Hands-on: Identify the best features

chopin2 ( Galaxy version 1.0.7+galaxy1) with the following configuration:

  • param-file “Select a dataset”: BIN__ThomasAM__species.csv;
  • param-text “Vector dimensionality”: 10000;
  • param-text “Levels”: 2;
  • param-text “Model retraining iterations”: 10;
  • param-text “Number of folds for cross-validation”: 5;
  • param-select “Enable feature selection”: Enabled

We are going to focus on the BIN__ThomasAM__species.csv dataset only this time since chopin2 tool produced a classification model with a better accuracy compared to that of the model built over the RA__ThomasAM__species.csv dataset.

The tool will end up creating a summary file in your history (click on the galaxy-eye (eye) icon to check its content). It contains a line for each step of the backward variable elimination method. Every line corresponds to a classification model. Please note that the last column reports the features excluded in each step.
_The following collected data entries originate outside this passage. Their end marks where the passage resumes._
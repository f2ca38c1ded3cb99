//! Success or failure, where a success may carry no payload.
//!
//! `EmptySuccess` is a unit variant: every payload-less success is the same
//! value, and it is distinct from `Success(())`.

use crate::either::Either;
use crate::error::AlgebraError;
use crate::logic::TriBool;
use serde::{Deserialize, Serialize};

#[derive(Debug, Clone, Copy, PartialEq, Eq, Hash, Serialize, Deserialize)]
#[serde(rename_all = "snake_case")]
pub enum Outcome<F, S> {
    Failure(F),
    Success(S),
    EmptySuccess,
}

impl<F, S> Outcome<F, S> {
    pub const fn success(value: S) -> Self {
        Self::Success(value)
    }

    pub const fn empty() -> Self {
        Self::EmptySuccess
    }

    pub const fn failure(error: F) -> Self {
        Self::Failure(error)
    }

    /// The first success among `outcomes`, otherwise the first outcome.
    /// `None` only when there are no outcomes at all.
    pub fn first_success(outcomes: impl IntoIterator<Item = Outcome<F, S>>) -> Option<Self> {
        let mut first = None;
        for outcome in outcomes {
            if outcome.is_success().is_true() {
                return Some(outcome);
            }
            if first.is_none() {
                first = Some(outcome);
            }
        }
        first
    }

    /// True for both `Success` and `EmptySuccess`.
    pub fn is_success(&self) -> TriBool {
        TriBool::of(!matches!(self, Self::Failure(_)))
    }

    pub fn is_failure(&self) -> TriBool {
        TriBool::of(matches!(self, Self::Failure(_)))
    }

    pub fn is_empty_success(&self) -> TriBool {
        TriBool::of(matches!(self, Self::EmptySuccess))
    }

    pub fn as_ref(&self) -> Outcome<&F, &S> {
        match self {
            Self::Failure(error) => Outcome::Failure(error),
            Self::Success(value) => Outcome::Success(value),
            Self::EmptySuccess => Outcome::EmptySuccess,
        }
    }

    /// `on_success` receives `None` for an empty success.
    pub fn fold<U>(
        self,
        on_failure: impl FnOnce(F) -> U,
        on_success: impl FnOnce(Option<S>) -> U,
    ) -> U {
        match self {
            Self::Failure(error) => on_failure(error),
            Self::Success(value) => on_success(Some(value)),
            Self::EmptySuccess => on_success(None),
        }
    }

    pub fn map<S2>(self, f: impl FnOnce(S) -> S2) -> Outcome<F, S2> {
        match self {
            Self::Failure(error) => Outcome::Failure(error),
            Self::Success(value) => Outcome::Success(f(value)),
            Self::EmptySuccess => Outcome::EmptySuccess,
        }
    }

    pub fn map_failure<F2>(self, f: impl FnOnce(F) -> F2) -> Outcome<F2, S> {
        match self {
            Self::Failure(error) => Outcome::Failure(f(error)),
            Self::Success(value) => Outcome::Success(value),
            Self::EmptySuccess => Outcome::EmptySuccess,
        }
    }

    /// An empty success has no payload to feed `f` and propagates unchanged.
    pub fn flat_map<S2>(self, f: impl FnOnce(S) -> Outcome<F, S2>) -> Outcome<F, S2> {
        match self {
            Self::Failure(error) => Outcome::Failure(error),
            Self::Success(value) => f(value),
            Self::EmptySuccess => Outcome::EmptySuccess,
        }
    }

    pub fn and_then<S2>(self, f: impl FnOnce(S) -> Outcome<F, S2>) -> Outcome<F, S2> {
        self.flat_map(f)
    }

    /// Runs `next` after any success, empty or not.
    pub fn then<S2>(self, next: impl FnOnce() -> Outcome<F, S2>) -> Outcome<F, S2> {
        match self {
            Self::Failure(error) => Outcome::Failure(error),
            Self::Success(_) | Self::EmptySuccess => next(),
        }
    }

    pub fn recover(self, f: impl FnOnce(F) -> Outcome<F, S>) -> Self {
        match self {
            Self::Failure(error) => f(error),
            success => success,
        }
    }

    /// A success whose payload fails `predicate` becomes a failure. An
    /// empty success has nothing to test and is kept.
    pub fn filter(self, predicate: impl FnOnce(&S) -> bool, else_error: impl FnOnce() -> F) -> Self {
        match self {
            Self::Success(value) => {
                if predicate(&value) {
                    Self::Success(value)
                } else {
                    Self::Failure(else_error())
                }
            }
            other => other,
        }
    }

    pub fn or(self, default: S) -> S {
        match self {
            Self::Success(value) => value,
            Self::Failure(_) | Self::EmptySuccess => default,
        }
    }

    pub fn or_none(self) -> Option<S> {
        match self {
            Self::Success(value) => Some(value),
            Self::Failure(_) | Self::EmptySuccess => None,
        }
    }

    pub fn failure_or_none(self) -> Option<F> {
        match self {
            Self::Failure(error) => Some(error),
            Self::Success(_) | Self::EmptySuccess => None,
        }
    }

    /// Exchanges tracks. An empty success cannot become a failure because
    /// a failure always carries a value.
    pub fn swap(self) -> Result<Outcome<S, F>, AlgebraError> {
        match self {
            Self::Failure(error) => Ok(Outcome::Success(error)),
            Self::Success(value) => Ok(Outcome::Failure(value)),
            Self::EmptySuccess => Err(AlgebraError::EmptySuccessSwap),
        }
    }

    /// Inverse of [`Outcome::into_either`]: `Right(None)` is the empty success.
    pub fn from_either(value: Either<F, Option<S>>) -> Self {
        match value {
            Either::Left(error) => Self::Failure(error),
            Either::Right(Some(value)) => Self::Success(value),
            Either::Right(None) => Self::EmptySuccess,
        }
    }

    pub fn into_either(self) -> Either<F, Option<S>> {
        self.fold(Either::Left, Either::Right)
    }

    pub fn into_result(self) -> Result<Option<S>, F> {
        self.into_either().into_result()
    }
}

impl<F, S> From<Either<F, S>> for Outcome<F, S> {
    fn from(value: Either<F, S>) -> Self {
        value.fold(Self::Failure, Self::Success)
    }
}

impl<F, S> From<Result<S, F>> for Outcome<F, S> {
    fn from(value: Result<S, F>) -> Self {
        match value {
            Ok(value) => Self::Success(value),
            Err(error) => Self::Failure(error),
        }
    }
}

#[cfg(test)]
mod tests {
    use super::*;

    type Step = Outcome<String, i32>;

    #[test]
    fn empty_success_is_not_unit_success() {
        assert_ne!(Outcome::<String, ()>::EmptySuccess, Outcome::Success(()));
        assert_eq!(Step::empty(), Step::EmptySuccess);
    }

    #[test]
    fn flat_map_propagates_empty_success_unchanged() {
        let chained = Step::empty().flat_map(|_| -> Step { panic!("no payload to feed") });
        assert_eq!(chained, Step::EmptySuccess);
    }

    #[test]
    fn then_runs_after_any_success() {
        assert_eq!(Step::empty().then(|| Step::success(1)), Step::success(1));
        assert_eq!(Step::success(0).then(|| Step::success(1)), Step::success(1));
        assert_eq!(
            Step::failure("boom".into()).then(|| Step::success(1)),
            Step::failure("boom".into())
        );
    }

    #[test]
    fn fold_passes_none_for_empty_success() {
        let render = |o: Step| o.fold(|e| e, |v| format!("{v:?}"));
        assert_eq!(render(Step::empty()), "None");
        assert_eq!(render(Step::success(2)), "Some(2)");
        assert_eq!(render(Step::failure("x".into())), "x");
    }

    #[test]
    fn swap_rejects_empty_success() {
        assert_eq!(Step::success(1).swap(), Ok(Outcome::Failure(1)));
        assert_eq!(Step::empty().swap(), Err(AlgebraError::EmptySuccessSwap));
    }

    #[test]
    fn filter_keeps_empty_success() {
        let filtered = Step::empty().filter(|v| *v > 0, || "negative".into());
        assert_eq!(filtered, Step::EmptySuccess);
        let rejected = Step::success(-1).filter(|v| *v > 0, || "negative".into());
        assert_eq!(rejected, Step::failure("negative".into()));
    }

    #[test]
    fn first_success_falls_back_to_first_outcome() {
        let picked = Step::first_success([
            Step::failure("a".into()),
            Step::success(2),
            Step::success(3),
        ]);
        assert_eq!(picked, Some(Step::success(2)));

        let none_succeeded = Step::first_success([Step::failure("a".into()), Step::failure("b".into())]);
        assert_eq!(none_succeeded, Some(Step::failure("a".into())));
        assert_eq!(Step::first_success([]), None);
    }

    #[test]
    fn converts_through_either() {
        assert_eq!(Step::empty().into_either(), Either::Right(None));
        let back = Step::from_either(Either::Right(None));
        assert_eq!(back, Step::EmptySuccess);
        let lifted: Step = Either::<String, i32>::Right(3).into();
        assert_eq!(lifted, Step::success(3));
        assert_eq!(Step::from(Ok::<i32, String>(4)), Step::success(4));
    }
}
A selection file will also appear in your history with the list of best features selected by chopin2 tool (you can also inspect this file by clicking on the galaxy-eye (eye) icon). Some of them are well known to be actually linked in someway to the genesis and development of CRC as a simple search on the Disbiome (Janssens et al. 2018) database can confirm. However, these features have been selected because they all contribute to define the best accuracy according to the classification model and the feature selection technique implemented in chopin2 tool, and they do not necessarily have a biological relevance. Thus, this is not enough for identifying true possible biomarkers for CRC, and further statistical analyses must be performed to validate and support these findings.

Question

Look at the list of microbial species (features) selected by chopin2 tool reported in the selection file. Can you recognize any microbial species known to be linked in some way to the genesis and development of colorectal cancer?

Clostridium symbiosum, Gemella morbillorum, and Parvimonas micra, among the other selected species, are well known CRC-enriched bacteria. These species have all been proposed as biomarkers for an early detection of the disease (Xie et al. 2017 Yao et al. 2021 Zhao et al. 2022).

chopin2 tool is the first tool that implements a feature selection method based on the hyperdimensional computing paradigm.